== EXERCISE DESCRIPTION ==
This task calls for copying each line below that contains "vanished".

- - -

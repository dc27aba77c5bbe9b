use std::fmt;

use chrono::{DateTime, Utc};
use serde::{Deserialize, Serialize};

/// The state a workload was last asked to be in.
#[derive(Debug, Serialize, Deserialize, Clone, Copy, PartialEq, Eq, Hash)]
#[serde(rename_all = "lowercase")]
pub enum DesiredState {
    Running,
    Paused,
    Stopped,
}

/// Per-workload rule deciding whether it comes back after the daemon restarts.
#[derive(Debug, Serialize, Deserialize, Clone, Copy, PartialEq, Eq, Hash, Default)]
#[serde(rename_all = "kebab-case")]
pub enum RestartPolicy {
    #[default]
    Never,
    Always,
    OnFailure,
}

/// What the workload manager currently observes for a workload.
#[derive(Debug, Serialize, Deserialize, Clone, Copy, PartialEq, Eq, Hash)]
#[serde(rename_all = "lowercase")]
pub enum WorkloadStatus {
    Created,
    Running,
    Paused,
    Restarting,
    Exited,
    #[serde(other)]
    Unknown,
}

/// Read-only view of a workload as reported by the workload manager after a restart.
#[derive(Debug, Serialize, Deserialize, Clone, PartialEq, Eq)]
pub struct WorkloadSnapshot {
    pub id: String,
    #[serde(default)]
    pub name: String,
    #[serde(rename = "desiredState")]
    pub desired: DesiredState,
    #[serde(rename = "restartPolicy", default)]
    pub restart_policy: RestartPolicy,
    // None when the workload never exited or vanished without a recorded status
    #[serde(rename = "lastExitCode", default)]
    pub last_exit_code: Option<i32>,
    #[serde(rename = "finishedAt", default)]
    pub finished_at: Option<DateTime<Utc>>,
}

/// Reply of an inspect call.
#[derive(Debug, Serialize, Deserialize, Clone, PartialEq, Eq)]
pub struct WorkloadState {
    pub status: WorkloadStatus,
    #[serde(default)]
    pub pid: Option<i32>,
}

impl WorkloadSnapshot {
    pub fn new(id: impl Into<String>, desired: DesiredState, restart_policy: RestartPolicy) -> Self {
        let id = id.into();
        WorkloadSnapshot {
            name: id.clone(),
            id,
            desired,
            restart_policy,
            last_exit_code: None,
            finished_at: None,
        }
    }

    pub fn with_exit_code(mut self, code: i32) -> Self {
        self.last_exit_code = Some(code);
        self
    }

    /// Whether the last run ended abnormally. A workload whose process vanished
    /// without a recorded exit code counts as failed.
    pub fn exited_with_failure(&self) -> bool {
        self.last_exit_code.is_none_or(|code| code != 0)
    }
}

impl fmt::Display for DesiredState {
    fn fmt(&self, f: &mut fmt::Formatter<'_>) -> fmt::Result {
        let s = match self {
            DesiredState::Running => "running",
            DesiredState::Paused => "paused",
            DesiredState::Stopped => "stopped",
        };
        f.write_str(s)
    }
}

impl fmt::Display for RestartPolicy {
    fn fmt(&self, f: &mut fmt::Formatter<'_>) -> fmt::Result {
        let s = match self {
            RestartPolicy::Never => "never",
            RestartPolicy::Always => "always",
            RestartPolicy::OnFailure => "on-failure",
        };
        f.write_str(s)
    }
}

impl fmt::Display for WorkloadStatus {
    fn fmt(&self, f: &mut fmt::Formatter<'_>) -> fmt::Result {
        let s = match self {
            WorkloadStatus::Created => "created",
            WorkloadStatus::Running => "running",
            WorkloadStatus::Paused => "paused",
            WorkloadStatus::Restarting => "restarting",
            WorkloadStatus::Exited => "exited",
            WorkloadStatus::Unknown => "unknown",
        };
        f.write_str(s)
    }
}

- - -

== COMPLETED EXERCISE ==
    // None when the workload never exited or vanished without a recorded status
    /// Whether the last run ended abnormally. A workload whose process vanished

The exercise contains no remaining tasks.